According to a special report by the Committee on Lands, Environment and Tourism on the proposed Kangaluwi mining project in the national park, the mining licence that Mwembeshi Resources holds was issued without following the requirements of the law and procedures.
It stated that Mwembeshi Resources was issued with a minimal (prospecting) mining licence by the ministry responsible for mines prior to it undertaking an environmental impact assessment (EIA).
“The issue of prospecting does not necessarily mean that a mining licence will be given. The licence is invalid and should be revoked. There should be no mining in the Lower Zambezi National Park which should be reserved and preserved as a conservation area and heritage for purposes of tourism development,” it stated. “The government should ensure that the issuance of mining licences follows the legal and laid down procedures and the work of the inter-ministerial committee should be strengthened.”

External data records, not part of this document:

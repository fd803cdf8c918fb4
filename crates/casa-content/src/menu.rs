#![forbid(unsafe_code)]

//! The restaurant menu catalog.
//!
//! Hebrew is the primary text of every entry; English overrides are
//! optional and resolved per field through [`casa_i18n::resolve_field`].
//! A category carries either a flat item list or named sub-sections,
//! never both.
//!
//! # Invariants
//!
//! 1. The catalog is non-empty and category ids are unique
//!    (checked by [`MenuCatalog::from_json`]).
//! 2. [`MenuCatalog::select`] is total: unknown ids yield the first
//!    category.

use std::collections::HashSet;

use casa_i18n::{Language, resolve_field, resolve_optional};
use serde::Deserialize;

use crate::error::ContentError;

/// Price sentinel meaning "priced per dish".
pub const PRICE_PER_ITEM: &str = "מחיר לפי מנה";
/// Price sentinel meaning "priced by weight".
pub const PRICE_PER_WEIGHT: &str = "מחיר לפי משקל";

/// Ordered, non-empty list of menu categories.
#[derive(Debug, Clone, PartialEq)]
pub struct MenuCatalog {
    categories: Vec<MenuCategory>,
}

#[derive(Debug, Clone, PartialEq)]
pub struct MenuCategory {
    pub id: String,
    pub name_he: String,
    pub name_en: String,
    /// Public asset path, before base-path prefixing.
    pub image: String,
    pub body: CategoryBody,
}

/// What a category lists.
#[derive(Debug, Clone, PartialEq)]
pub enum CategoryBody {
    Items(Vec<MenuItem>),
    SubSections(Vec<MenuSubSection>),
}

#[derive(Debug, Clone, Copy, Default, PartialEq, Eq, Deserialize)]
#[serde(rename_all = "lowercase")]
pub enum SectionLayout {
    #[default]
    List,
    Grid,
}

#[derive(Debug, Clone, PartialEq, Deserialize)]
#[serde(rename_all = "camelCase")]
pub struct MenuSubSection {
    pub title: String,
    #[serde(default)]
    pub title_en: Option<String>,
    #[serde(default)]
    pub description: Option<String>,
    #[serde(default)]
    pub description_en: Option<String>,
    #[serde(default)]
    pub cta_text: Option<String>,
    #[serde(default)]
    pub cta_text_en: Option<String>,
    pub items: Vec<MenuItem>,
    #[serde(default)]
    pub layout: SectionLayout,
}

#[derive(Debug, Clone, PartialEq, Deserialize)]
#[serde(rename_all = "camelCase")]
pub struct MenuItem {
    pub name: String,
    #[serde(default)]
    pub name_en: Option<String>,
    #[serde(default)]
    pub description: Option<String>,
    #[serde(default)]
    pub description_en: Option<String>,
    pub price: String,
    #[serde(default)]
    pub subtitle: Option<String>,
    #[serde(default)]
    pub subtitle_en: Option<String>,
    #[serde(default)]
    pub details: Vec<String>,
    #[serde(default)]
    pub details_en: Option<Vec<String>>,
}

/// How a price string should be displayed.
#[derive(Debug, Clone, Copy, PartialEq, Eq)]
pub enum PriceLabel<'a> {
    /// The per-dish sentinel; shown with a translated label.
    PerItem,
    /// The by-weight sentinel; shown with a translated label.
    PerWeight,
    /// A literal amount such as `₪259`, shown verbatim.
    Amount(&'a str),
}

#[derive(Deserialize)]
struct RawCatalog {
    categories: Vec<RawCategory>,
}

#[derive(Deserialize)]
#[serde(rename_all = "camelCase")]
struct RawCategory {
    id: String,
    name_he: String,
    name_en: String,
    image: String,
    #[serde(default)]
    items: Option<Vec<MenuItem>>,
    #[serde(default)]
    sub_sections: Option<Vec<MenuSubSection>>,
}

impl TryFrom<RawCategory> for MenuCategory {
    type Error = ContentError;

    fn try_from(raw: RawCategory) -> Result<Self, Self::Error> {
        let body = match (raw.items, raw.sub_sections) {
            (Some(_), Some(_)) => return Err(ContentError::AmbiguousCategory(raw.id)),
            (None, Some(sections)) => CategoryBody::SubSections(sections),
            (items, None) => CategoryBody::Items(items.unwrap_or_default()),
        };
        Ok(Self {
            id: raw.id,
            name_he: raw.name_he,
            name_en: raw.name_en,
            image: raw.image,
            body,
        })
    }
}

impl MenuCatalog {
    /// Build a catalog, rejecting empty lists and duplicate ids.
    pub fn new(categories: Vec<MenuCategory>) -> Result<Self, ContentError> {
        if categories.is_empty() {
            return Err(ContentError::EmptyCatalog);
        }
        let mut seen = HashSet::new();
        for category in &categories {
            if !seen.insert(category.id.as_str()) {
                return Err(ContentError::DuplicateCategory(category.id.clone()));
            }
        }
        Ok(Self { categories })
    }

    /// Parse the `{ "categories": [...] }` document.
    pub fn from_json(text: &str) -> Result<Self, ContentError> {
        let raw: RawCatalog = serde_json::from_str(text).map_err(|e| ContentError::Parse {
            document: "menu.json",
            message: e.to_string(),
        })?;
        let categories = raw
            .categories
            .into_iter()
            .map(MenuCategory::try_from)
            .collect::<Result<Vec<_>, _>>()?;
        Self::new(categories)
    }

    #[must_use]
    pub fn categories(&self) -> &[MenuCategory] {
        &self.categories
    }

    /// The default selection.
    #[must_use]
    pub fn first(&self) -> &MenuCategory {
        &self.categories[0]
    }

    #[must_use]
    pub fn find(&self, id: &str) -> Option<&MenuCategory> {
        self.categories.iter().find(|c| c.id == id)
    }

    /// The category with `id`, or the first one when the id is unknown.
    #[must_use]
    pub fn select(&self, id: &str) -> &MenuCategory {
        self.find(id).unwrap_or_else(|| self.first())
    }

    pub fn ids(&self) -> impl Iterator<Item = &str> {
        self.categories.iter().map(|c| c.id.as_str())
    }
}

impl MenuCategory {
    #[must_use]
    pub fn name(&self, lang: Language) -> &str {
        resolve_field(
            self.name_he.as_str(),
            Some(self.name_en.as_str()),
            lang,
            Language::DEFAULT,
        )
    }

    /// Total item count across sub-sections.
    #[must_use]
    pub fn item_count(&self) -> usize {
        match &self.body {
            CategoryBody::Items(items) => items.len(),
            CategoryBody::SubSections(sections) => sections.iter().map(|s| s.items.len()).sum(),
        }
    }
}

impl MenuSubSection {
    #[must_use]
    pub fn title(&self, lang: Language) -> &str {
        resolve_field(
            self.title.as_str(),
            self.title_en.as_deref(),
            lang,
            Language::DEFAULT,
        )
    }

    #[must_use]
    pub fn description(&self, lang: Language) -> Option<&str> {
        resolve_optional(
            self.description.as_deref(),
            self.description_en.as_deref(),
            lang,
            Language::DEFAULT,
        )
    }

    #[must_use]
    pub fn cta_text(&self, lang: Language) -> Option<&str> {
        resolve_optional(
            self.cta_text.as_deref(),
            self.cta_text_en.as_deref(),
            lang,
            Language::DEFAULT,
        )
    }

    /// Side-by-side "A or B" presentation: a grid of exactly two items.
    #[must_use]
    pub fn is_comparison(&self) -> bool {
        self.layout == SectionLayout::Grid && self.items.len() == 2
    }
}

impl MenuItem {
    #[must_use]
    pub fn name(&self, lang: Language) -> &str {
        resolve_field(
            self.name.as_str(),
            self.name_en.as_deref(),
            lang,
            Language::DEFAULT,
        )
    }

    #[must_use]
    pub fn description(&self, lang: Language) -> Option<&str> {
        resolve_optional(
            self.description.as_deref(),
            self.description_en.as_deref(),
            lang,
            Language::DEFAULT,
        )
    }

    #[must_use]
    pub fn subtitle(&self, lang: Language) -> Option<&str> {
        resolve_optional(
            self.subtitle.as_deref(),
            self.subtitle_en.as_deref(),
            lang,
            Language::DEFAULT,
        )
    }

    #[must_use]
    pub fn details(&self, lang: Language) -> &[String] {
        resolve_field(
            self.details.as_slice(),
            self.details_en.as_deref(),
            lang,
            Language::DEFAULT,
        )
    }

    #[must_use]
    pub fn price_label(&self) -> PriceLabel<'_> {
        match self.price.as_str() {
            PRICE_PER_ITEM => PriceLabel::PerItem,
            PRICE_PER_WEIGHT => PriceLabel::PerWeight,
            amount => PriceLabel::Amount(amount),
        }
    }
}

#[cfg(test)]
mod tests {
    use super::*;
    use pretty_assertions::assert_eq;

    fn item(name: &str, name_en: Option<&str>, price: &str) -> MenuItem {
        MenuItem {
            name: name.into(),
            name_en: name_en.map(Into::into),
            description: None,
            description_en: None,
            price: price.into(),
            subtitle: None,
            subtitle_en: None,
            details: Vec::new(),
            details_en: None,
        }
    }

    fn category(id: &str, body: CategoryBody) -> MenuCategory {
        MenuCategory {
            id: id.into(),
            name_he: format!("{id}-he"),
            name_en: format!("{id}-en"),
            image: "/x.jpg".into(),
            body,
        }
    }

    fn section(layout: SectionLayout, n: usize) -> MenuSubSection {
        MenuSubSection {
            title: "t".into(),
            title_en: None,
            description: None,
            description_en: None,
            cta_text: None,
            cta_text_en: None,
            items: (0..n).map(|i| item(&format!("i{i}"), None, "₪1")).collect(),
            layout,
        }
    }

    #[test]
    fn empty_catalog_is_rejected() {
        assert_eq!(MenuCatalog::new(Vec::new()), Err(ContentError::EmptyCatalog));
    }

    #[test]
    fn duplicate_ids_are_rejected() {
        let cats = vec![
            category("a", CategoryBody::Items(Vec::new())),
            category("a", CategoryBody::Items(Vec::new())),
        ];
        assert_eq!(
            MenuCatalog::new(cats),
            Err(ContentError::DuplicateCategory("a".into()))
        );
    }

    #[test]
    fn select_falls_back_to_first() {
        let catalog = MenuCatalog::new(vec![
            category("a", CategoryBody::Items(Vec::new())),
            category("b", CategoryBody::Items(Vec::new())),
        ])
        .unwrap();
        assert_eq!(catalog.select("b").id, "b");
        assert_eq!(catalog.select("nope").id, "a");
        assert!(catalog.find("nope").is_none());
    }

    #[test]
    fn comparison_requires_grid_and_two_items() {
        assert!(section(SectionLayout::Grid, 2).is_comparison());
        assert!(!section(SectionLayout::Grid, 3).is_comparison());
        assert!(!section(SectionLayout::Grid, 1).is_comparison());
        assert!(!section(SectionLayout::List, 2).is_comparison());
    }

    #[test]
    fn item_fields_resolve_per_language() {
        let mut it = item("אנטריקוט", Some("Ribeye"), "₪239/179");
        it.details = vec!["א".into()];
        it.details_en = Some(Vec::new());
        assert_eq!(it.name(Language::He), "אנטריקוט");
        assert_eq!(it.name(Language::En), "Ribeye");
        // An empty override list counts as missing.
        assert_eq!(it.details(Language::En), ["א".to_string()].as_slice());
    }

    #[test]
    fn price_sentinels_are_recognised() {
        assert_eq!(item("x", None, PRICE_PER_ITEM).price_label(), PriceLabel::PerItem);
        assert_eq!(item("x", None, PRICE_PER_WEIGHT).price_label(), PriceLabel::PerWeight);
        assert_eq!(item("x", None, "₪52").price_label(), PriceLabel::Amount("₪52"));
    }

    #[test]
    fn parse_rejects_ambiguous_category() {
        let text = r#"{"categories":[{"id":"x","nameHe":"x","nameEn":"x","image":"/x",
            "items":[],"subSections":[]}]}"#;
        assert_eq!(
            MenuCatalog::from_json(text),
            Err(ContentError::AmbiguousCategory("x".into()))
        );
    }

    #[test]
    fn layout_defaults_to_list() {
        let text = r#"{"categories":[{"id":"x","nameHe":"x","nameEn":"x","image":"/x",
            "subSections":[{"title":"s","items":[]}]}]}"#;
        let catalog = MenuCatalog::from_json(text).unwrap();
        match &catalog.first().body {
            CategoryBody::SubSections(s) => assert_eq!(s[0].layout, SectionLayout::List),
            CategoryBody::Items(_) => panic!("expected sub-sections"),
        }
    }

    #[test]
    fn malformed_json_reports_document() {
        let err = MenuCatalog::from_json("{").unwrap_err();
        assert!(matches!(err, ContentError::Parse { document: "menu.json", .. }));
    }
}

|Fast facts about Lower Zambezi National Park:|
|Declared a national park||1983|
|Area of the park||4092 sq.km|
|Location||Lies opposite Mana Pools Reserve in Zimbabwe|
Environment minister Wylbur Simuusa says the government is taking a cautious approach to sanctioning economic projects that are located within game management areas.
According to Ian Manning, a chartered environmental and wildlife biologist, the reluctance by the government to make a decision is linked to the UNWTO conference that will be held in August this year. He told Tourism Update: “The Patriotic Front government will not make a decision because of the forthcoming UNWTO General Assembly due to start on 23 August at Victoria Falls. Clearly they wish to pass the Environmental Impact Status so that they can trouser the funds available.”
Tourism industry players have opposed the copper mine as they say it would have a major impact on tourism to the area. Grant Cummings, Owner of Chiawa Camp in the Lower Zambezi, explains: “I believe the habitat of the Lower Zambezi National Park would be compromised, which would reduce the quality of the tourism experience in such a way that tourists would surely seek greener pastures.”
Cummings adds that many tourists who visit Zambia genuinely care about the environment and the wilderness. “If the authorities were to permit mining in the Lower Zambezi National Park, this would send out a worrying message to the international tourism community that Zambia doesn’t really care about sustainable practices and protecting its natural resources, which may discourage tourists from visiting the country.”
Last year, Zambia Environmental Management Agency (ZEMA) rejected mining activities in the Lower Zambezi National Park, citing environmental concerns but Mwembeshi Resources appealed to environmental protection minister Wilbur Simuusa, who has since generated a cab memo.